FROM WALTHAMSTOW TO MADRID

Fanny Keats. By Marie Adami. (Murray. ros. 6d.)

THE classic description of Keats's sister-" the only description of her ever published," Mrs. Adami says-is by that good- tempered anecdotist Frederick Locker-Lampson, who met her in Rome when she was nearly sixty. He, even, had very little to report : "She was fat, blonde and lymphatic . . . she seemed inert and had nothing to tell me of her wizard brother, of whom she spoke as of a mystery-with a vague admiration but with genuine affection. She was simple and natural." Fanny Keats, who had become Sefora Llanos, would probably have agreed on the whole with this impression. She had been largely separated by family circumstances from her brother -during his short life, was scarcely acquainted with most of his friends and the world they moved in, and had no particular feeling for literature. No MS. poems by Keats were given to her after his death ; and when H. Buxton Forman was corresponding with her in 1879 she wrote, "I have several letters of my dear brother John, but they were written to a mere child, and of no public interest ; had I been some years older at the time they were written they would have been invaluable." This is the simplicity which Locker-Lampson perceived-an excellent thing in sisters of famous men who have really not much to say about them.
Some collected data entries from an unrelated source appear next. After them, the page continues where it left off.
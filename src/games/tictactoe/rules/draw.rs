//! Draw detection logic for tic-tac-toe.

use super::super::{Board, Square};
use super::win::check_winner;
use tracing::instrument;

/// Checks if the board is full (all squares occupied).
#[instrument(skip(board))]
pub fn is_full(board: &Board) -> bool {
    board.squares().iter().all(|s| *s != Square::Empty)
}

/// A full board with no winner.
///
/// Callers that have already run the win check may use [`is_full`]
/// directly; this helper re-checks so it stays correct on its own.
#[instrument(skip(board))]
pub fn is_draw(board: &Board) -> bool {
    is_full(board) && check_winner(board).is_none()
}
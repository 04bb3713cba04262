//! Headless replay of a click sequence.

use crate::controller::{GameController, GameSnapshot};
use crate::surface::ScreenState;
use tracing::{info, instrument, warn};

/// Feeds `moves` (cell indices) through a fresh controller.
///
/// Ignored clicks are logged and skipped, exactly as in the interactive
/// game.
#[instrument(skip(moves), fields(moves = moves.len()))]
pub fn replay(moves: &[usize], show_win_line: bool) -> GameController<ScreenState> {
    let mut controller = GameController::new(ScreenState::with_win_line(show_win_line));
    for (step, &index) in moves.iter().enumerate() {
        if controller.apply_move(index).is_none() {
            warn!(step, index, "Click ignored");
        }
    }
    info!(status = ?controller.game().status(), "Replay finished");
    controller
}

/// Human-readable report: board, then banner or the player to move.
pub fn report(controller: &GameController<ScreenState>) -> String {
    let mut out = controller.game().board().display();
    out.push_str("\n\n");
    match controller.surface().banner() {
        Some(banner) => out.push_str(banner),
        None => out.push_str(&format!("Player {} to move", controller.game().turn())),
    }
    if let Some(line) = controller.surface().win_line() {
        out.push_str(&format!(" ({})", line));
    }
    out
}

/// JSON form of the final snapshot.
///
/// # Errors
///
/// Propagates serializer failures.
pub fn report_json(controller: &GameController<ScreenState>) -> serde_json::Result<String> {
    let snapshot: GameSnapshot = controller.snapshot();
    serde_json::to_string_pretty(&snapshot)
}
//! Tic-tac-toe library - game engine, controller and terminal front-end
//!
//! Two players, O and X, take turns marking a 3x3 board; O always opens.
//!
//! # Architecture
//!
//! - **Games**: pure tic-tac-toe rules and engine ([`Game`])
//! - **Surface**: the presentation trait the game is projected onto
//! - **Controller**: binds cell clicks and resets to the engine and
//!   updates the surface ([`GameController`])
//! - **TUI**: a ratatui front-end driving the controller
//!
//! # Example
//!
//! ```
//! use tictactoe::{GameController, GameStatus, Player, ScreenState, WinLine};
//!
//! let mut controller = GameController::new(ScreenState::new());
//! for cell in [0, 3, 1, 4, 2] {
//!     controller.apply_move(cell);
//! }
//! assert_eq!(
//!     controller.game().status(),
//!     &GameStatus::Won { player: Player::O, line: WinLine::Row0 }
//! );
//! assert_eq!(controller.surface().banner(), Some("Player O Wins!"));
//! ```

#![warn(missing_docs)]
#![forbid(unsafe_code)]

// Private module declarations
mod config;
mod controller;
mod games;
mod replay;
mod surface;
mod tui;

// Crate-level exports - Configuration
pub use config::{ConfigError, GameConfig};

// Crate-level exports - Controller
pub use controller::{GameController, GameSnapshot};

// Crate-level exports - Presentation surface
pub use surface::{CellStyle, CellView, ScreenState, Surface};

// Crate-level exports - Game types (tic-tac-toe)
pub use games::tictactoe::{
    Board, Game, GameStatus, Move, MoveError, Player, Position, Square, Transition, WinLine,
    invariants, rules,
};

// Crate-level exports - Front-ends
pub use replay::{replay, report, report_json};
pub use tui::run_tui;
Still, as the passion for all details in and connected however loosely with Keats's vivid life grows and extends, it was inevitable that a biography of Fanny Keats should be written; and Mrs. Adami has written it with devotion and pleasure. It is essentially a simple story, made picturesque by Fanny's transformation into a Spanish lady. (The account that Mrs. Adami gives of her own dash to Madrid and to the descendants of Fanny in her old residence is picturesque, too, but only in part necessary to the biography.) Senora Llanos, to be exact, "though she spent fifty years in Spain, never read or spoke the language easily." Yet it was not everyone's experience in the early nineteenth century to leave an English suburb for half a century of old Spanish customs. Fanny Keats

may not have known much about poets, but she certainly had the solid sense and worth to establish herself with increasing control in a foreign country ; and that a country little known to Britons at the time.
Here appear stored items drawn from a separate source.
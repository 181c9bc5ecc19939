//! Transaction storage
//!
//! Transactions are append/upsert-only, keyed by remote id. The upsert only
//! names remote-sourced columns, so local annotations (`user_note`) survive.

use super::{money_columns, placeholders, Database, DbError, DbResult, MoneyAmount, MAX_PAGE_SIZE, MAX_SQL_PARAMS};
use chrono::{DateTime, Utc};
use rusqlite::{params, params_from_iter};
use serde::{Deserialize, Serialize};
use std::collections::HashSet;

#[derive(Debug, Clone, PartialEq, Eq, Serialize, Deserialize)]
pub struct HoldInfo {
    pub amount: MoneyAmount,
    pub foreign_amount: Option<MoneyAmount>,
}

#[derive(Debug, Clone, PartialEq, Eq, Serialize, Deserialize)]
pub struct RoundUp {
    pub amount: MoneyAmount,
    pub boost_portion: Option<MoneyAmount>,
}

#[derive(Debug, Clone, PartialEq, Eq, Serialize, Deserialize)]
pub struct Cashback {
    pub description: String,
    pub amount: MoneyAmount,
}

#[derive(Debug, Clone, PartialEq, Eq, Serialize, Deserialize)]
pub struct CardPurchase {
    pub method: String,
    pub card_number_suffix: Option<String>,
}

/// Transaction mapped from the remote API, ready to be upserted
#[derive(Debug, Clone, PartialEq, Eq, Serialize, Deserialize)]
pub struct NewTransaction {
    pub id: String,
    pub account_id: String,
    pub status: String,
    pub raw_text: Option<String>,
    pub description: String,
    pub message: Option<String>,
    pub is_categorizable: bool,
    pub amount: MoneyAmount,
    pub hold_info: Option<HoldInfo>,
    pub round_up: Option<RoundUp>,
    pub cashback: Option<Cashback>,
    pub foreign_amount: Option<MoneyAmount>,
    pub card_purchase: Option<CardPurchase>,
    pub transfer_account_id: Option<String>,
    pub category_id: Option<String>,
    pub parent_category_id: Option<String>,
    pub attachment_id: Option<String>,
    pub tags: Vec<String>,
    pub settled_at: Option<DateTime<Utc>>,
    pub created_at: DateTime<Utc>,
}

/// Transaction row as shown in listings
#[derive(Debug, Clone, PartialEq, Eq, Serialize, Deserialize)]
pub struct TransactionSummary {
    pub id: String,
    pub account_id: String,
    pub status: String,
    pub description: String,
    pub amount: MoneyAmount,
    pub category_id: Option<String>,
    pub tags: Vec<String>,
    pub settled_at: Option<DateTime<Utc>>,
    pub created_at: DateTime<Utc>,
    pub user_note: Option<String>,
}

/// Split an optional amount into its three nullable columns
fn money_params(amount: Option<&MoneyAmount>) -> (Option<&str>, Option<&str>, Option<i64>) {
    match amount {
        Some(m) => (Some(m.currency_code.as_str()), Some(m.value.as_str()), Some(m.base_units)),
        None => (None, None, None),
    }
}

impl Database {
    // =========================================================================
    // TRANSACTIONS
    // =========================================================================

    /// Whether any transaction has ever been stored
    pub fn has_any_transactions(&self) -> DbResult<bool> {
        let conn = self.get_conn()?;
        let exists: bool = conn.query_row(
            "SELECT EXISTS(SELECT 1 FROM transactions)",
            [],
            |row| row.get(0),
        )?;
        Ok(exists)
    }

    /// Return the subset of `ids` already stored locally
    pub fn known_transaction_ids(&self, ids: &[String]) -> DbResult<HashSet<String>> {
        let mut known = HashSet::new();
        if ids.is_empty() {
            return Ok(known);
        }

        let conn = self.get_conn()?;
        for chunk in ids.chunks(MAX_SQL_PARAMS) {
            let sql = format!(
                "SELECT id FROM transactions WHERE id IN ({})",
                placeholders(chunk.len())
            );
            let mut stmt = conn.prepare(&sql)?;
            let rows = stmt.query_map(params_from_iter(chunk.iter()), |row| row.get::<_, String>(0))?;
            for id in rows {
                known.insert(id?);
            }
        }

        Ok(known)
    }

    /// Upsert one page of transactions in a single SQLite transaction
    ///
    /// Tags are replaced per transaction. Returns the number of rows written.
    pub fn upsert_transaction_batch(
        &self,
        batch: &[NewTransaction],
        fetched_at: DateTime<Utc>,
    ) -> DbResult<usize> {
        if batch.is_empty() {
            return Ok(0);
        }

        let mut conn = self.get_conn()?;
        let tx = conn.transaction()?;

        {
            let mut upsert = tx.prepare(
                r#"
                INSERT INTO transactions (
                    id, account_id, status, raw_text, description, message, is_categorizable,
                    amount_currency, amount_value, amount_base_units,
                    hold_currency, hold_value, hold_base_units,
                    hold_foreign_currency, hold_foreign_value, hold_foreign_base_units,
                    round_up_currency, round_up_value, round_up_base_units,
                    round_up_boost_currency, round_up_boost_value, round_up_boost_base_units,
                    cashback_description, cashback_currency, cashback_value, cashback_base_units,
                    foreign_currency, foreign_value, foreign_base_units,
                    card_purchase_method, card_number_suffix,
                    transfer_account_id, category_id, parent_category_id, attachment_id,
                    settled_at, created_at, fetched_at
                ) VALUES (
                    ?1, ?2, ?3, ?4, ?5, ?6, ?7, ?8, ?9, ?10,
                    ?11, ?12, ?13, ?14, ?15, ?16, ?17, ?18, ?19, ?20,
                    ?21, ?22, ?23, ?24, ?25, ?26, ?27, ?28, ?29, ?30,
                    ?31, ?32, ?33, ?34, ?35, ?36, ?37, ?38
                )
                ON CONFLICT(id) DO UPDATE SET
                    account_id = excluded.account_id,
                    status = excluded.status,
                    raw_text = excluded.raw_text,
                    description = excluded.description,
                    message = excluded.message,
                    is_categorizable = excluded.is_categorizable,
                    amount_currency = excluded.amount_currency,
                    amount_value = excluded.amount_value,
                    amount_base_units = excluded.amount_base_units,
                    hold_currency = excluded.hold_currency,
                    hold_value = excluded.hold_value,
                    hold_base_units = excluded.hold_base_units,
                    hold_foreign_currency = excluded.hold_foreign_currency,
                    hold_foreign_value = excluded.hold_foreign_value,
                    hold_foreign_base_units = excluded.hold_foreign_base_units,
                    round_up_currency = excluded.round_up_currency,
                    round_up_value = excluded.round_up_value,
                    round_up_base_units = excluded.round_up_base_units,
                    round_up_boost_currency = excluded.round_up_boost_currency,
                    round_up_boost_value = excluded.round_up_boost_value,
                    round_up_boost_base_units = excluded.round_up_boost_base_units,
                    cashback_description = excluded.cashback_description,
                    cashback_currency = excluded.cashback_currency,
                    cashback_value = excluded.cashback_value,
                    cashback_base_units = excluded.cashback_base_units,
                    foreign_currency = excluded.foreign_currency,
                    foreign_value = excluded.foreign_value,
                    foreign_base_units = excluded.foreign_base_units,
                    card_purchase_method = excluded.card_purchase_method,
                    card_number_suffix = excluded.card_number_suffix,
                    transfer_account_id = excluded.transfer_account_id,
                    category_id = excluded.category_id,
                    parent_category_id = excluded.parent_category_id,
                    attachment_id = excluded.attachment_id,
                    settled_at = excluded.settled_at,
                    created_at = excluded.created_at,
                    fetched_at = excluded.fetched_at
                "#,
            )?;
            let mut clear_tags = tx.prepare("DELETE FROM transaction_tags WHERE transaction_id = ?1")?;
            let mut insert_tag = tx.prepare(
                "INSERT OR IGNORE INTO transaction_tags (transaction_id, tag_id) VALUES (?1, ?2)",
            )?;

            for t in batch {
                let hold = t.hold_info.as_ref();
                let (hold_currency, hold_value, hold_units) = money_params(hold.map(|h| &h.amount));
                let (hold_fx_currency, hold_fx_value, hold_fx_units) =
                    money_params(hold.and_then(|h| h.foreign_amount.as_ref()));
                let round_up = t.round_up.as_ref();
                let (ru_currency, ru_value, ru_units) = money_params(round_up.map(|r| &r.amount));
                let (boost_currency, boost_value, boost_units) =
                    money_params(round_up.and_then(|r| r.boost_portion.as_ref()));
                let (cb_currency, cb_value, cb_units) =
                    money_params(t.cashback.as_ref().map(|c| &c.amount));
                let (fx_currency, fx_value, fx_units) = money_params(t.foreign_amount.as_ref());

                upsert.execute(params![
                    t.id,
                    t.account_id,
                    t.status,
                    t.raw_text,
                    t.description,
                    t.message,
                    t.is_categorizable,
                    t.amount.currency_code,
                    t.amount.value,
                    t.amount.base_units,
                    hold_currency,
                    hold_value,
                    hold_units,
                    hold_fx_currency,
                    hold_fx_value,
                    hold_fx_units,
                    ru_currency,
                    ru_value,
                    ru_units,
                    boost_currency,
                    boost_value,
                    boost_units,
                    t.cashback.as_ref().map(|c| c.description.as_str()),
                    cb_currency,
                    cb_value,
                    cb_units,
                    fx_currency,
                    fx_value,
                    fx_units,
                    t.card_purchase.as_ref().map(|c| c.method.as_str()),
                    t.card_purchase.as_ref().and_then(|c| c.card_number_suffix.as_deref()),
                    t.transfer_account_id,
                    t.category_id,
                    t.parent_category_id,
                    t.attachment_id,
                    t.settled_at,
                    t.created_at,
                    fetched_at,
                ])?;

                clear_tags.execute([&t.id])?;
                for tag in &t.tags {
                    insert_tag.execute(params![t.id, tag])?;
                }
            }
        }

        tx.commit()?;
        Ok(batch.len())
    }

    /// Newest transactions first, at most `limit` (capped at `MAX_PAGE_SIZE`)
    pub fn get_recent_transactions(&self, limit: i32) -> DbResult<Vec<TransactionSummary>> {
        let limit = limit.clamp(1, MAX_PAGE_SIZE);
        let conn = self.get_conn()?;

        let mut stmt = conn.prepare(
            r#"
            SELECT t.id, t.account_id, t.status, t.description,
                   t.amount_currency, t.amount_value, t.amount_base_units,
                   t.category_id, t.settled_at, t.created_at, t.user_note,
                   (SELECT group_concat(tag_id, char(31)) FROM transaction_tags WHERE transaction_id = t.id)
            FROM transactions t
            ORDER BY t.created_at DESC
            LIMIT ?1
            "#,
        )?;

        let rows = stmt
            .query_map([limit], |row| {
                let amount = money_columns(row, 4, 5, 6)?.unwrap_or(MoneyAmount {
                    currency_code: String::new(),
                    value: String::new(),
                    base_units: 0,
                });
                let tags: Option<String> = row.get(11)?;
                let mut tags: Vec<String> = tags
                    .map(|s| s.split('\u{1f}').map(str::to_string).collect())
                    .unwrap_or_default();
                tags.sort();

                Ok(TransactionSummary {
                    id: row.get(0)?,
                    account_id: row.get(1)?,
                    status: row.get(2)?,
                    description: row.get(3)?,
                    amount,
                    category_id: row.get(7)?,
                    tags,
                    settled_at: row.get(8)?,
                    created_at: row.get(9)?,
                    user_note: row.get(10)?,
                })
            })?
            .collect::<Result<Vec<_>, _>>()?;

        Ok(rows)
    }

    pub fn count_transactions(&self) -> DbResult<i64> {
        let conn = self.get_conn()?;
        Ok(conn.query_row("SELECT COUNT(*) FROM transactions", [], |row| row.get(0))?)
    }

    /// Attach a local note to a transaction
    pub fn set_transaction_note(&self, id: &str, note: Option<&str>) -> DbResult<()> {
        let conn = self.get_conn()?;
        let updated = conn.execute(
            "UPDATE transactions SET user_note = ?2 WHERE id = ?1",
            params![id, note],
        )?;
        if updated == 0 {
            return Err(DbError::NotFound(format!("transaction {}", id)));
        }
        Ok(())
    }
}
She survived until 1889. By that date the modern hue and cry after everything referable to the name of John Keats, except perhaps the comparative study of his poetry, had reached her in Madrid ; thus confronted, she did her best. Mr. Gladstone, by Mrs. Adami's statement, had secured for her a Civil List Pension. He had "first helped to waken the English public to Keats's poetry in 1829," says the biographer -perhaps on evidence as yet unknown to others. As to the moving force behind the pension, the late Alfred Austin states in The Poet's Diary : "I remember applying, many years ago, to the then First Lord of the Treasury for the grant of a Civil List Pension to Keats's sister, who was in distress and far advanced in years. The application was granted." There are numerous minor matters in Mrs. Adami's book which, like this, might be further discussed. Among them, there is her treatment of Mr. Abbey, the guardian of the Keats children. If he had a bias against their mother, it has been quite equalled by the bias of Keats students against him. They should read Mr. E. M. Forster before delivering their sombre diatribes. But, altogether, the doubtful points in Mrs. Adami's work are suitable rather for a private correspondence, or technical journal, than for general notice ; and in the end she has produced a narrative which illustrates in a fresh and feminine way not the "difference between man and man," but the difference between a great poet and his sister. EDMUND BLUNDEN.